Friday, May 14, 2010

The cost

When I was in the 7th grade, I cheated on a quiz for the first and last time.
The test was simple enough. There was one question. We were to have memorized our social security number in order to appropriately fill in our information for the upcoming End of Course testing. One quiz, one question, and three dozen different, but correct, answers. What is your social security number?
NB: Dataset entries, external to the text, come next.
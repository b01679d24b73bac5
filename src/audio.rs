use std::{
    path::{Path, PathBuf},
    process::Stdio,
};

use anyhow::{Context as AnyhowContext, Result, anyhow};
use once_cell::sync::Lazy;
use reqwest::header::{ACCEPT, USER_AGENT};
use serde::Deserialize;
use tokio::{fs, process::Command as TokioCommand, sync::OnceCell};
use tracing::{debug, info};
use url::Url;

use crate::player::{Playable, SearchResult};

static HTTP: Lazy<reqwest::Client> = Lazy::new(|| {
    reqwest::Client::builder()
        .user_agent("melodeck/0.1 (+https://github.com/)")
        .build()
        .unwrap_or_else(|_| reqwest::Client::new())
});

static YT_DLP: OnceCell<PathBuf> = OnceCell::const_new();

const GITHUB_RELEASES_API: &str = "https://api.github.com/repos/yt-dlp/yt-dlp/releases/latest";

/// Longest playlist a single probe will expand.
const MAX_PLAYLIST_ENTRIES: usize = 200;

#[derive(Debug, Deserialize)]
struct ReleaseAsset {
    name: String,
    browser_download_url: String,
}

#[derive(Debug, Deserialize)]
struct ReleaseInfo {
    assets: Vec<ReleaseAsset>,
}

fn cache_dir() -> Result<PathBuf> {
    let base = dirs::cache_dir().ok_or_else(|| anyhow!("no cache dir available on this system"))?;
    Ok(base.join("melodeck").join("yt-dlp"))
}

fn platform_asset_name() -> &'static str {
    if cfg!(target_os = "windows") {
        if cfg!(target_arch = "x86_64") {
            "yt-dlp.exe"
        } else {
            "yt-dlp_x86.exe"
        }
    } else if cfg!(target_os = "linux") {
        "yt-dlp_linux"
    } else if cfg!(target_os = "macos") {
        "yt-dlp_macos"
    } else {
        "yt-dlp"
    }
}

/// Locates yt-dlp on PATH, or installs the latest release into the cache dir.
async fn ensure_yt_dlp() -> Result<PathBuf> {
    YT_DLP.get_or_try_init(install_yt_dlp).await.cloned()
}

async fn install_yt_dlp() -> Result<PathBuf> {
    if let Ok(p) = which::which("yt-dlp") {
        return Ok(p);
    }

    let dir = cache_dir()?;
    fs::create_dir_all(&dir).await.ok();

    let local = dir.join(if cfg!(target_os = "windows") {
        "yt-dlp.exe"
    } else {
        "yt-dlp"
    });
    if fs::try_exists(&local).await.unwrap_or(false) {
        return Ok(local);
    }

    info!("yt-dlp not found, downloading latest release");
    let resp = HTTP
        .get(GITHUB_RELEASES_API)
        .header(ACCEPT, "application/vnd.github+json")
        .send()
        .await?
        .error_for_status()?;
    let rel: ReleaseInfo = resp.json().await?;

    let wanted = platform_asset_name();
    let asset = rel
        .assets
        .into_iter()
        .find(|a| a.name == wanted)
        .ok_or_else(|| anyhow!("no suitable yt-dlp asset for this platform: {}", wanted))?;

    let bytes = HTTP
        .get(asset.browser_download_url)
        .header(USER_AGENT, "melodeck/0.1")
        .send()
        .await?
        .error_for_status()?
        .bytes()
        .await?;

    fs::write(&local, &bytes).await?;
    #[cfg(unix)]
    {
        use std::os::unix::fs::PermissionsExt;
        let mut perms = fs::metadata(&local).await?.permissions();
        perms.set_mode(0o755);
        fs::set_permissions(&local, perms).await?;
    }
    Ok(local)
}

/// Fetches a small text body such as an uploaded playlist file.
///
/// The body is read chunk by chunk and dropped as soon as it passes `limit`.
pub async fn fetch_text(url: &str, limit: usize) -> Result<String> {
    let mut resp = HTTP.get(url).send().await?.error_for_status()?;
    let mut body = Vec::new();
    while let Some(chunk) = resp.chunk().await? {
        append_capped(&mut body, &chunk, limit)?;
    }
    String::from_utf8(body).context("file is not valid UTF-8")
}

fn append_capped(body: &mut Vec<u8>, chunk: &[u8], limit: usize) -> Result<()> {
    if body.len() + chunk.len() > limit {
        return Err(anyhow!("file is larger than {limit} bytes"));
    }
    body.extend_from_slice(chunk);
    Ok(())
}

pub fn is_url(query: &str) -> bool {
    Url::parse(query.trim())
        .map(|u| matches!(u.scheme(), "http" | "https"))
        .unwrap_or(false)
}

/// What yt-dlp is asked to look up: URLs go straight through, anything else
/// becomes a single-result YouTube search.
pub fn probe_target(query: &str) -> String {
    let query = query.trim();
    if is_url(query) {
        query.to_string()
    } else {
        format!("ytsearch1:{query}")
    }
}

#[derive(Debug, Default, Deserialize)]
struct ProbeEntry {
    #[serde(default)]
    title: Option<String>,
    #[serde(default)]
    webpage_url: Option<String>,
    #[serde(default)]
    url: Option<String>,
    #[serde(default)]
    original_url: Option<String>,
    #[serde(default)]
    artist: Option<String>,
    #[serde(default)]
    uploader: Option<String>,
    #[serde(default)]
    channel: Option<String>,
    #[serde(default)]
    duration: Option<f64>,
}

impl ProbeEntry {
    fn into_playable(self) -> Option<Playable> {
        let url = self.webpage_url.or(self.url).or(self.original_url)?;
        Some(Playable {
            title: self.title.unwrap_or_else(|| url.clone()),
            url,
            artist: self.artist.or(self.uploader).or(self.channel),
            duration_ms: self
                .duration
                .filter(|d| d.is_finite() && *d > 0.0)
                .map_or(0, |d| (d * 1000.0).round() as i64),
        })
    }
}

#[derive(Debug, Deserialize)]
struct ProbeOutput {
    #[serde(rename = "_type", default)]
    kind: Option<String>,
    #[serde(default)]
    entries: Option<Vec<Option<ProbeEntry>>>,
    #[serde(flatten)]
    item: ProbeEntry,
}

/// Turns `yt-dlp -J --flat-playlist` output into a search result.
///
/// Search queries come back as a one-entry playlist; `from_search` unwraps it.
pub fn parse_probe(json: &str, from_search: bool) -> Result<SearchResult> {
    let out: ProbeOutput = serde_json::from_str(json).context("parsing yt-dlp json")?;
    let is_playlist = out.kind.as_deref() == Some("playlist") || out.entries.is_some();
    if !is_playlist {
        return Ok(out
            .item
            .into_playable()
            .map_or(SearchResult::Empty, SearchResult::Track));
    }

    let tracks: Vec<Playable> = out
        .entries
        .unwrap_or_default()
        .into_iter()
        .flatten()
        .filter_map(ProbeEntry::into_playable)
        .take(MAX_PLAYLIST_ENTRIES)
        .collect();

    if from_search {
        return Ok(tracks
            .into_iter()
            .next()
            .map_or(SearchResult::Empty, SearchResult::Track));
    }
    if tracks.is_empty() {
        return Ok(SearchResult::Empty);
    }
    Ok(SearchResult::Playlist {
        name: out.item.title.unwrap_or_else(|| "Playlist".to_string()),
        tracks,
    })
}

/// Resolves a URL or free-text query through yt-dlp without downloading.
pub async fn probe(query: &str) -> Result<SearchResult> {
    let ytdlp = ensure_yt_dlp().await?;
    let target = probe_target(query);
    let from_search = !is_url(query);
    debug!(%target, "probing with yt-dlp");
    let out = TokioCommand::new(&ytdlp)
        .arg("-J")
        .arg("--flat-playlist")
        .arg("--no-warnings")
        .arg("--playlist-end")
        .arg(MAX_PLAYLIST_ENTRIES.to_string())
        .arg(&target)
        .stdin(Stdio::null())
        .stderr(Stdio::null())
        .output()
        .await
        .context("running yt-dlp to probe")?;
    if !out.status.success() {
        // yt-dlp exits non-zero for unknown videos; that is an empty result, not a failure.
        debug!(%target, status = %out.status, "yt-dlp probe found nothing");
        return Ok(SearchResult::Empty);
    }
    parse_probe(&String::from_utf8_lossy(&out.stdout), from_search)
}

async fn ytdlp_extract_id(ytdlp: &Path, url: &str) -> Result<String> {
    let out = TokioCommand::new(ytdlp)
        .arg("--print")
        .arg("id")
        .arg("--skip-download")
        .arg("--no-playlist")
        .arg("-q")
        .arg(url)
        .stdin(Stdio::null())
        .output()
        .await
        .context("running yt-dlp to extract id")?;
    if !out.status.success() {
        return Err(anyhow!(
            "yt-dlp --print id failed with status: {}",
            out.status
        ));
    }
    let id = String::from_utf8_lossy(&out.stdout).trim().to_string();
    if id.is_empty() {
        return Err(anyhow!("empty id from yt-dlp"));
    }
    Ok(id)
}

/// Resolves the download folder; relative paths are anchored at the working dir.
pub fn resolve_download_dir(configured: Option<&str>) -> Result<PathBuf> {
    match configured {
        Some(dir) => {
            let p = PathBuf::from(dir);
            if p.is_absolute() {
                Ok(p)
            } else {
                Ok(std::env::current_dir()?.join(p))
            }
        }
        None => Ok(cache_dir()?.join("downloads")),
    }
}

fn job_suffix() -> u128 {
    std::time::SystemTime::now()
        .duration_since(std::time::UNIX_EPOCH)
        .unwrap_or_default()
        .as_nanos()
}

/// Downloads `url` as 48 kHz stereo mp3 into `base`, reusing a cached copy
/// keyed by the video id.
pub async fn download_mp3(base: &Path, url: &str) -> Result<PathBuf> {
    let ytdlp = ensure_yt_dlp().await?;
    fs::create_dir_all(base).await?;
    let vid = match ytdlp_extract_id(&ytdlp, url).await {
        Ok(v) => v,
        Err(_) => format!("ts-{}", job_suffix()),
    };
    let cached = base.join(format!("{}.mp3", vid));
    if fs::try_exists(&cached).await.unwrap_or(false) {
        debug!(path = %cached.display(), "download cache hit");
        return Ok(cached);
    }
    // A private job dir keeps concurrent downloads from seeing each other's files.
    let dir = base.join(format!("job-{}", job_suffix()));
    fs::create_dir_all(&dir).await?;

    let status = TokioCommand::new(&ytdlp)
        .arg("-f")
        .arg("bestaudio/best")
        .arg("-x")
        .arg("--audio-format")
        .arg("mp3")
        .arg("--audio-quality")
        .arg("0")
        .arg("--postprocessor-args")
        .arg("ffmpeg:-ar 48000 -ac 2")
        .arg("--no-playlist")
        .arg("-q")
        .arg("-o")
        .arg(dir.join("%(id)s.%(ext)s").to_string_lossy().to_string())
        .arg(url)
        .stdin(Stdio::null())
        .stdout(Stdio::null())
        .stderr(Stdio::null())
        .status()
        .await
        .context("running yt-dlp download")?;
    if !status.success() {
        let _ = fs::remove_dir_all(&dir).await;
        return Err(anyhow!("yt-dlp failed with status: {status}"));
    }

    let mut entries = fs::read_dir(&dir).await?;
    let mut produced: Option<PathBuf> = None;
    while let Some(e) = entries.next_entry().await? {
        let p = e.path();
        if p.extension().and_then(|s| s.to_str()) == Some("mp3") {
            produced = Some(p);
            break;
        }
    }
    let p = produced.ok_or_else(|| anyhow!("no mp3 produced"))?;
    // Another job may have won the race, or the cache may sit on another device.
    let final_path = if fs::try_exists(&cached).await.unwrap_or(false)
        || fs::rename(&p, &cached).await.is_ok()
    {
        cached.clone()
    } else if fs::copy(&p, &cached).await.is_ok() {
        cached.clone()
    } else {
        return Err(anyhow!("could not move {} into the cache", p.display()));
    };
    let _ = fs::remove_dir_all(&dir).await;
    Ok(final_path)
}

#[cfg(test)]
mod tests {
    use super::*;

    #[test]
    fn downloads_stop_once_past_the_limit() {
        let mut body = Vec::new();
        append_capped(&mut body, b"abcd", 6).unwrap();
        append_capped(&mut body, b"ef", 6).unwrap();
        assert!(append_capped(&mut body, b"g", 6).is_err());
        assert_eq!(body, b"abcdef");
    }

    #[test]
    fn titles_become_single_result_searches() {
        assert_eq!(probe_target("  never gonna "), "ytsearch1:never gonna");
        assert_eq!(
            probe_target("https://youtu.be/dQw4w9WgXcQ"),
            "https://youtu.be/dQw4w9WgXcQ"
        );
        assert!(!is_url("ftp://example.com/song.mp3"));
        assert!(!is_url("Song A"));
    }

    #[test]
    fn single_video_probe_maps_metadata() {
        let json = r#"{
            "_type": "video",
            "title": "Song A",
            "webpage_url": "https://www.youtube.com/watch?v=u1",
            "uploader": "Band",
            "duration": 215.4
        }"#;
        let SearchResult::Track(t) = parse_probe(json, false).unwrap() else {
            panic!("expected a track");
        };
        assert_eq!(t.title, "Song A");
        assert_eq!(t.url, "https://www.youtube.com/watch?v=u1");
        assert_eq!(t.artist.as_deref(), Some("Band"));
        assert_eq!(t.duration_ms, 215_400);
    }

    #[test]
    fn search_probe_unwraps_first_entry() {
        let json = r#"{
            "_type": "playlist",
            "title": "song b",
            "entries": [
                {"_type": "url", "title": "Song B", "url": "https://www.youtube.com/watch?v=u2", "channel": "C", "duration": null}
            ]
        }"#;
        let SearchResult::Track(t) = parse_probe(json, true).unwrap() else {
            panic!("expected a track");
        };
        assert_eq!(t.url, "https://www.youtube.com/watch?v=u2");
        assert_eq!(t.artist.as_deref(), Some("C"));
        assert_eq!(t.duration_ms, 0);
    }

    #[test]
    fn playlist_probe_keeps_order_and_skips_broken_entries() {
        let json = r#"{
            "_type": "playlist",
            "title": "Mix",
            "entries": [
                {"title": "one", "url": "https://x/1"},
                null,
                {"title": "no url"},
                {"title": "two", "url": "https://x/2"}
            ]
        }"#;
        let SearchResult::Playlist { name, tracks } = parse_probe(json, false).unwrap() else {
            panic!("expected a playlist");
        };
        assert_eq!(name, "Mix");
        let titles: Vec<&str> = tracks.iter().map(|t| t.title.as_str()).collect();
        assert_eq!(titles, ["one", "two"]);
    }

    #[test]
    fn empty_search_is_empty() {
        let json = r#"{"_type": "playlist", "title": "x", "entries": []}"#;
        assert!(matches!(parse_probe(json, true).unwrap(), SearchResult::Empty));
        assert!(parse_probe("not json", false).is_err());
    }

    #[test]
    fn relative_download_dirs_are_anchored() {
        let dir = resolve_download_dir(Some("cache/mp3")).unwrap();
        assert!(dir.is_absolute());
        assert!(dir.ends_with("cache/mp3"));
    }
}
The only problem was I had completely forgotten about this silly quiz. As class began, and Ms Shuford instructed us to pull out paper for the quiz, my heart sank. I'm a straight A student. There's no way I can afford a zero on a quiz. It was then I had the idea to write my number on my desk. It was easily justified. After all, this wasn't really a quiz. It was a silly social security number. It had nothing to do with Algebra. I wasn't really cheating. SO, I found my number in my desk and quickly transferred it in pencil onto the top of my desk.

In a matter of minutes it was over. I wrote the number on my notebook paper, Ms Shuford collected all the papers, and I had saved my perfect grade. The only problem was that I had forgotten to erase the number on my desk. When Ms Shuford made her way around again with our next assignment, she noticed a string of numbers across the top of my desk. My afternoon went downhill from there.

It wasn't long before the word had spread to the rest of the teachers on my hall and I was demoted for the week from level 7 to level 4 status on the conduct system. I was humiliated and embarrassed. The golden child had fallen from grace. And for what? My own social security number. All those years of hard work, determination, trustworthy behavior, and everything vanished in a few minutes on a Tuesday afternoon. It was the first and last time I ever cheated on a quiz.

By the semester's end, I was back in the good graces of all and the top of my class, but it wasn't the same. Everyone had moved on, but the staff and teachers never looked at me quite the same. I could tell. They knew what I was capable of. I was human.

I write all of this to pose the question "What are we willing to pay and to risk to satisfy our desire?" "Is it really worth the cost?"

Over 4 million gallons and counting are wreaking havoc on fragile ecosystems along the Gulf Coast and irreversible damage to our oceans. Our oceans are the only water source we have and our only source of life. Once they are gone and contaminated, so are we. This was a massive accident on one rig out in the Gulf of Mexico. There are over 3,500 more rigs in that Gulf alone. Heartbreaking cries of "drill baby, drill" are determined to see another entire city of rigs created off the coast of Virginia and NC. Odds are, 90% of the time, an accident like this won't ever happen. Yet, as the dolphins wash ashore, rare bird species are lost, turtles are tarred, and an entire seafood industry destroyed, surely someone is wondering if it was really worth it all.

Are a few million gallons of oil really worth the cost of life? If it were a war, the casualties would be immeasurable. A single reef supports untold billions. A brilliance that will never look quite the same. Now we know what we are capable of.